▶ _Assignment_
Somewhere below is a line with "Path segment of" and, later, a line with "merges partial updates."; repeat those two lines and all the lines between them, exactly as they are.

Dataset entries
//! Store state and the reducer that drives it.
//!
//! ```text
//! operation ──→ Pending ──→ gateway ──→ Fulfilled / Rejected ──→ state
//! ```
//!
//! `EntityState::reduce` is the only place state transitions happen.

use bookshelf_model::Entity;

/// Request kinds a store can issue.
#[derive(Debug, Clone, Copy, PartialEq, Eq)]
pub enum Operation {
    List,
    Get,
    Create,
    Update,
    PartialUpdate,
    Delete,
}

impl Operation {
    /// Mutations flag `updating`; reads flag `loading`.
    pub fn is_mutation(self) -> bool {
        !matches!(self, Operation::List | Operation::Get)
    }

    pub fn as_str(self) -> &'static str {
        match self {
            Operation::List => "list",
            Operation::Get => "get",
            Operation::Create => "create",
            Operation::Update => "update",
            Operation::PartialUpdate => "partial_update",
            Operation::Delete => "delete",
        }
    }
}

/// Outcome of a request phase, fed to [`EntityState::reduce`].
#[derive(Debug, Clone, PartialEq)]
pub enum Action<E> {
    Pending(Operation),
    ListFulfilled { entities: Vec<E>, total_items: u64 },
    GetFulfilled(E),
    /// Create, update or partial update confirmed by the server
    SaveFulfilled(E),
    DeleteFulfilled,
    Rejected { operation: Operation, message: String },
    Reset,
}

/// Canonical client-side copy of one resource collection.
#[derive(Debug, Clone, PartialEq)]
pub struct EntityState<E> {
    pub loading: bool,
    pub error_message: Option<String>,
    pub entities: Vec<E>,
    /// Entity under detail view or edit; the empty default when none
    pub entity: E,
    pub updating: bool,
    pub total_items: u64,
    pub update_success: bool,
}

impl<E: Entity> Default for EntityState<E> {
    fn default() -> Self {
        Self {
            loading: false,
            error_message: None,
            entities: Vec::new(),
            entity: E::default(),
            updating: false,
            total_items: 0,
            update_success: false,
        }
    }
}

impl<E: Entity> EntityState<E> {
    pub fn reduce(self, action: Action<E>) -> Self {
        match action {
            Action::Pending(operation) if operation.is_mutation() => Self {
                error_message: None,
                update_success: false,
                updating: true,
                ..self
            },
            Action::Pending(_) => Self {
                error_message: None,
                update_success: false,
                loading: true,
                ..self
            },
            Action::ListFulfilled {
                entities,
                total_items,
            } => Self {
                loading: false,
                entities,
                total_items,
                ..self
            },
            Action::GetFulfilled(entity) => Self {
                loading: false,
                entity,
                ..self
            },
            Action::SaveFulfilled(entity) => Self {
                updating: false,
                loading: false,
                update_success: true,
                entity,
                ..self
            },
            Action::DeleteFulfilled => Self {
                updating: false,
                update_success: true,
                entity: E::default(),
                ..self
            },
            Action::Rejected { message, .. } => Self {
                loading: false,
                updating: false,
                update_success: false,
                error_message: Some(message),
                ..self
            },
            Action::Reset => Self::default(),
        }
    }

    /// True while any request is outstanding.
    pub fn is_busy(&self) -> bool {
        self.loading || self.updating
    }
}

...

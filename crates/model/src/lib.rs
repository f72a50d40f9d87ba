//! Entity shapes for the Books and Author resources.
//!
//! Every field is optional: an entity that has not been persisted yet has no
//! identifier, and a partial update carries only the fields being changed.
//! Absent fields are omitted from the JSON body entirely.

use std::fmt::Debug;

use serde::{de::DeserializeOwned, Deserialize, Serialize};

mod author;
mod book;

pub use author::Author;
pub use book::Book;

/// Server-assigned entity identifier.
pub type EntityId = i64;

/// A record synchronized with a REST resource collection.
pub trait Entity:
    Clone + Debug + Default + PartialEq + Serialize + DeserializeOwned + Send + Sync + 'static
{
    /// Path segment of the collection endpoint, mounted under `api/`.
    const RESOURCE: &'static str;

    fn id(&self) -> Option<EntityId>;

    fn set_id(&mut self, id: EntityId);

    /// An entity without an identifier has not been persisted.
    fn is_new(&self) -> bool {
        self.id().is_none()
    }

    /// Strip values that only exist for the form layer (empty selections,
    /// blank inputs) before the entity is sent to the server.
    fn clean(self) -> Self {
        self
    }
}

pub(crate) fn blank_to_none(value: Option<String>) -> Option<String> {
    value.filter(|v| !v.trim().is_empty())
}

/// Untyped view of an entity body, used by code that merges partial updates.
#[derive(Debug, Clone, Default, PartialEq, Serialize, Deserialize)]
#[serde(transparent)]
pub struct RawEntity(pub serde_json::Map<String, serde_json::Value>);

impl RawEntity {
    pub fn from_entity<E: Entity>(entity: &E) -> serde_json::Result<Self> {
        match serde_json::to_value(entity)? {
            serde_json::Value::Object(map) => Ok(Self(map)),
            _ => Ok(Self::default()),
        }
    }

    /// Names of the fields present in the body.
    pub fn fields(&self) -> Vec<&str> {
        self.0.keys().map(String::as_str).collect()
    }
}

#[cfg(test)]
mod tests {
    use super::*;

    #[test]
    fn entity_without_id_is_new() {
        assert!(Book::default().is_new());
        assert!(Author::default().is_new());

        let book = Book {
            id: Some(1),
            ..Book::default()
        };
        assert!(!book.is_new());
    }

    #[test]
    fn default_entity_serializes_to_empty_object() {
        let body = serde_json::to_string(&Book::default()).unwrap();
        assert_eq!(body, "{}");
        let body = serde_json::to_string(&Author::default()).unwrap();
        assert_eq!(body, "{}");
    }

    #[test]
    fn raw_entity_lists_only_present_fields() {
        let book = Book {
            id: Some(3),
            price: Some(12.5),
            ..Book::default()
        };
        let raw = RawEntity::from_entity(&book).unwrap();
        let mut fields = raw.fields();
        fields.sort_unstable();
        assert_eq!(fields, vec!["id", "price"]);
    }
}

▶ _The completed task_
    /// Path segment of the collection endpoint, mounted under `api/`.
    const RESOURCE: &'static str;

    fn id(&self) -> Option<EntityId>;

    fn set_id(&mut self, id: EntityId);

    /// An entity without an identifier has not been persisted.
    fn is_new(&self) -> bool {
        self.id().is_none()
    }

    /// Strip values that only exist for the form layer (empty selections,
    /// blank inputs) before the entity is sent to the server.
    fn clean(self) -> Self {
        self
    }
}

pub(crate) fn blank_to_none(value: Option<String>) -> Option<String> {
    value.filter(|v| !v.trim().is_empty())
}

/// Untyped view of an entity body, used by code that merges partial updates.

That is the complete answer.